2 The Rome Statute provided, in Article 5 (1), that the crime of aggression is one of the four crimes over which the Court ‘has jurisdiction’, along with the crime of genocide, crimes against humanity, and war crimes. But the ‘exercise’ of aggression jurisdiction was postponed. Article 5 (2) provided that:
3 Article 5 (2) foresaw two future tasks, ‘defining the crime’, and ‘setting out the conditions’ for the ‘exercise’ of jurisdiction over it. ‘Defining’ was necessary because earlier efforts at making the crime concrete, notably the Charters of the Nuremberg and Tokyo Tribunals (International Military Tribunals), had been rudimentary at best. While most participants in Rome were of the opinion that the crime existed under international customary law, there was significant disagreement about its parameters. The principle of legality (Nulla poena nullum crimen sine lege) dictated that definition of its substantive, criminal law elements was fundamental to prosecuting the crime under the Statute.
4 ‘Conditions’ was itself ambiguous. It was ultimately required to carry significant freight concerning how much the procedural structure for the crime of aggression could differ from the structure the Statute applied to the other three crimes. This included, in particular, the role of the United Nations Security Council (‘Security Council’; United Nations, Security Council) in relation to this crime. It also implicated the (non-)application of the Statute to the nationals of States that are not party to the Statute, and the extent to which it would even be applicable to all States Parties to the Statute.
5 Article 5 (1) is about the subject-matter of the Court’s jurisdiction, the four crimes over which it has competence. Article 5 (2)’s words ‘exercise of jurisdiction’ relate, inter alia, to other aspects of jurisdictional competence than subject-matter jurisdiction.
7 Second, the phrase ‘exercise of jurisdiction’ in Article 5 echoes Article 12 of the Statute, titled ‘Preconditions to the exercise of jurisdiction’. Article 12 (1) provides that a State which becomes a party to the Statute thereby accepts the jurisdiction of the Court with respect to the four crimes referred to in Article 5. Article 12 (2) provides that, in the case of referrals to the Prosecutor by a State Party, or in the case where the Prosecutor exercises his or her proprio motu power to commence proceedings, the Court may exercise its jurisdiction if one or more relevant States have accepted the jurisdiction of the Court. These are ‘(a) the State on the territory of which the conduct in question occurred or, if the crime was committed on board a vessel or aircraft, the State of registration of that vessel or aircraft’, or ‘(b) the State of which the person accused is a national’. It is striking that, in the case of a referral by the Security Council (Art 13 (b) Rome Statute), there is no requirement that the territorial State or the State of nationality of the accused be a party to the Statute. Article 13 (b) is a form of universal jurisdiction.

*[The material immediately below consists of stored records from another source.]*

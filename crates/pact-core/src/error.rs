use thiserror::Error;

/// Failures reported by a document store adapter.
#[derive(Debug, Error)]
pub enum StoreError {
    #[error("document store unavailable: {0}")]
    Unavailable(String),

    #[error("document {collection}/{id} not found")]
    NotFound { collection: String, id: String },

    /// A conditional update found the document in an unexpected state.
    #[error("precondition failed for document {collection}/{id}")]
    PreconditionFailed { collection: String, id: String },
}

/// Rejections from the external identity service.
#[derive(Debug, Error, Clone, PartialEq, Eq)]
pub enum AuthError {
    #[error("email address is malformed")]
    InvalidEmail,

    #[error("password must be at least {min_len} characters")]
    WeakPassword { min_len: usize },

    #[error("email address is already registered")]
    EmailInUse,

    #[error("email or password is incorrect")]
    InvalidCredentials,

    #[error("identity service unavailable: {0}")]
    Unavailable(String),
}

/// A stored document that does not have the shape its collection requires.
#[derive(Debug, Error, Clone, PartialEq, Eq)]
pub enum DecodeError {
    #[error("document {id} is missing field {field}")]
    MissingField { id: String, field: &'static str },

    #[error("document {id} field {field}: expected {expected}, found {actual}")]
    WrongType {
        id: String,
        field: &'static str,
        expected: &'static str,
        actual: &'static str,
    },

    #[error("document {id} field {field} has invalid value {value:?}")]
    InvalidValue {
        id: String,
        field: &'static str,
        value: String,
    },

    #[error("document {id} is inconsistent: {reason}")]
    Inconsistent { id: String, reason: &'static str },
}

#[derive(Debug, Error)]
pub enum PactError {
    #[error("no authenticated session")]
    Unauthenticated,

    #[error("invalid {field}: {reason}")]
    Validation { field: &'static str, reason: String },

    #[error("store unavailable: {0}")]
    StoreUnavailable(String),

    #[error("{collection}/{id} not found")]
    NotFound { collection: String, id: String },

    #[error("contract {contract_id}: {reason}")]
    State { contract_id: String, reason: String },

    #[error("actor {actor_id} may not judge contract {contract_id}")]
    Unauthorized {
        contract_id: String,
        actor_id: String,
    },

    #[error(transparent)]
    Auth(#[from] AuthError),

    #[error(transparent)]
    Decode(#[from] DecodeError),
}

impl PactError {
    pub fn validation(field: &'static str, reason: impl Into<String>) -> Self {
        PactError::Validation {
            field,
            reason: reason.into(),
        }
    }
}

impl From<StoreError> for PactError {
    fn from(err: StoreError) -> Self {
        match err {
            StoreError::Unavailable(reason) => PactError::StoreUnavailable(reason),
            StoreError::NotFound { collection, id } => PactError::NotFound { collection, id },
            StoreError::PreconditionFailed { id, .. } => PactError::State {
                contract_id: id,
                reason: "document changed concurrently".to_string(),
            },
        }
    }
}

pub type Result<T> = std::result::Result<T, PactError>;
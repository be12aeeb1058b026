use chrono::{DateTime, Utc};
use serde::{Deserialize, Serialize};
use uuid::Uuid;

use crate::models::Contract;

#[derive(Debug, Clone, Copy, Serialize, Deserialize, PartialEq, Eq)]
pub enum ContractEventKind {
    Created,
    Succeeded,
    Failed,
    Overdue,
}

impl ContractEventKind {
    /// Pub/sub channel the event is announced on.
    pub fn channel(self) -> &'static str {
        match self {
            ContractEventKind::Created => "contracts.created",
            ContractEventKind::Succeeded | ContractEventKind::Failed => "contracts.settled",
            ContractEventKind::Overdue => "contracts.overdue",
        }
    }
}

#[derive(Debug, Clone, Serialize, Deserialize, PartialEq)]
pub struct ContractEvent {
    pub id: Uuid,
    pub contract_id: String,
    pub owner_id: String,
    pub partner_id: String,
    pub kind: ContractEventKind,
    pub occurred_at: DateTime<Utc>,
}

impl ContractEvent {
    pub fn new(kind: ContractEventKind, contract: &Contract, occurred_at: DateTime<Utc>) -> Self {
        Self {
            id: Uuid::new_v4(),
            contract_id: contract.id.clone(),
            owner_id: contract.owner_id.clone(),
            partner_id: contract.partner_id.clone(),
            kind,
            occurred_at,
        }
    }
}
use std::sync::RwLock;

use chrono::{DateTime, Duration, Utc};

pub trait Clock: Send + Sync {
    fn now(&self) -> DateTime<Utc>;
}

#[derive(Debug, Clone, Copy, Default)]
pub struct SystemClock;

impl Clock for SystemClock {
    fn now(&self) -> DateTime<Utc> {
        Utc::now()
    }
}

/// A manually driven clock for deterministic tests and replays.
#[derive(Debug)]
pub struct FixedClock {
    now: RwLock<DateTime<Utc>>,
}

impl FixedClock {
    pub fn new(now: DateTime<Utc>) -> Self {
        Self {
            now: RwLock::new(now),
        }
    }

    pub fn set(&self, now: DateTime<Utc>) {
        *self.now.write().unwrap_or_else(|poisoned| poisoned.into_inner()) = now;
    }

    pub fn advance(&self, by: Duration) {
        let mut guard = self.now.write().unwrap_or_else(|poisoned| poisoned.into_inner());
        *guard += by;
    }
}

impl Clock for FixedClock {
    fn now(&self) -> DateTime<Utc> {
        *self.now.read().unwrap_or_else(|poisoned| poisoned.into_inner())
    }
}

8 Article 12 is thus about jurisdiction over persons, jurisdiction ratione personae—in respect of whom may the Court take adjudicative power? The Court has jurisdiction only over natural persons (Art 25 (1) Rome Statute) but, in the absence of a Security Council referral, those persons must fit one of the categories delineated in Article 12. They must act within the territorial jurisdiction of a State Party, or be a national of a State Party to the Statute.
9 As we shall see below (paras 27–31, 41, 44–45), the Statute also speaks to ‘exercise of jurisdiction’ in one of its amendment provisions, Article 121 (5), which likewise refers to jurisdiction over persons.
10 ‘Exercise of jurisdiction’ in Article 5 (2) Rome Statute, then, implied that attention needed to be paid, in negotiating a ‘provision’ on aggression, to the trigger mechanism, to jurisdiction ratione personae, and perhaps to amendment modalities.
11 To complete the background from Rome: Resolution F of the Final Act of the Rome Conference established a Preparatory Commission to facilitate the entry into force of the Statute. Among its tasks was to ‘prepare proposals for a provision on aggression, including the definition and Elements of Crimes of Aggression and the conditions under which the International Criminal Court shall exercise its jurisdiction with respect to this crime’ (Resolution F). The Resolution contemplated submission of the ‘provision’ to a Review Conference to be convened seven years after the Statute came into force. Aggression was, indeed, the main business of the Review Conference held in Kampala, Uganda, in 2010. ‘A provision’ in Article 5 (2) and Resolution F was an understatement of the task, as the Amendments required new articles to be added to the Statute, alterations to others, a set of Elements of Crimes (‘Elements’), and a group of Understandings (Crime of aggression, RC/Res.6; and, generally, Barriga and Kress, 2012, passim).